Incongruously, it was probably the design of an underground car park in 2005 that did the most for her profile outside Spain. It was the car park for Hotel Puerta de América, Madrid’s fanciest contemporary hotel, with different areas designed by the likes of Jean Nouvel, Zaha Hadid, Javier Mariscal and Ron Arad, so she was in good company.
And now she’s hoping to crack the UK market, having recently installed architect and former colleague Tiffany Low in London to drum up business here. ‘We opened in London because it’s a trendy capital,’ she says. ‘It’s a free trading place. If you want to work in Dubai, India, Russia, you need to pass through a capital like London.’
Having seen Sapey in operation at Dubai’s International Design Forum in May, it seems likely that her brand of bold, modern design will go down well with the more style-savvy United Arab Emirates clientele. No doubt it will appeal to other developing markets, too.

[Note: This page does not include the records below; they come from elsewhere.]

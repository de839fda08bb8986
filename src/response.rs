use serde::Serialize;
use utoipa::ToSchema;

/// Uniform success envelope. Errors use the same `type`/`message` shape and
/// are rendered by [`crate::error::AppError`].
#[derive(Debug, Serialize, ToSchema)]
pub struct ApiResponse<T> {
    #[serde(rename = "type")]
    pub kind: String,
    pub message: String,
    pub data: T,
}

impl<T: Serialize> ApiResponse<T> {
    pub fn success(message: impl Into<String>, data: T) -> Self {
        Self {
            kind: "success".to_string(),
            message: message.into(),
            data,
        }
    }
}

She also shares that Spanish playfulness or quirkiness which bright young thing Jaime Hayon displays. ‘I think London is serious and we can make it sexy,’ she says, although it remains to be seen whether ‘serious’ London is at all keen to be ‘sexed up’. However, Sapey is so well-established in Madrid that actually having to drum up new business is an alien concept for her. ‘I’m not a good business woman,’ she claims. ‘Clients just call us because they have seen something published or they walked into a place we designed.’
It is very early days, but Low – who has very good contacts here in the UK – has already lined up a redesign of an old Indian restaurant in London’s East End and some Christmas lighting for Swarovski, and is currently in negotiations to do a showroom for a Brazilian fashion label. Sapey also has a private house on the go here.
Low and Sapey’s intention is to handle any London design work from the 20-strong Madrid studio, with a view to staffing up here, if and when the going gets good.
Her architecture studio certainly doesn’t seem to be short of work in Spain. While 20 per cent of those projects are private houses, the rest is retail, leisure, public spaces and some interesting work for children.
On the retail front, the studio is behind the overhaul of Vips, a 400-strong chain of convenience stores and drugstores famous for late-night opening. The redesign, which will roll out in September, includes the identity as well as interiors.
On the leisure front, earlier this year Sapey completed the exterior and interiors of a hotel in Valdepeñas, called Vera Cruz Plaza Hotel, which offers ‘wine therapy’. Meanwhile, the Mira Golf complex – a development near Malaga which also includes work by Hadid and Rem Koolhaas – will have 150 apartments designed by Sapey.
And she’s now negotiating the design of a gym chain for a big Italian operator planning to move into Spain with four outlets. The idea is that the gym’s design will be sustainable.
Her recent work for children includes Spanish hospital cancer care departments, and the first anti-obesity restaurant for children, which opened in Sek, a private school in Madrid, last September. Now that’s something the UK market could learn from.
While not all this work may technically be defined as ‘high end’, that’s how Sapey sees it. ‘All our work is luxury, because it’s an experience,’ she asserts.
With Sapey’s designs, clients must also be prepared for a large dose of Mediterranean personality. ‘I’m seen as a bit crazy, emotional, polemic,’ she says. ‘I like to create reaction.’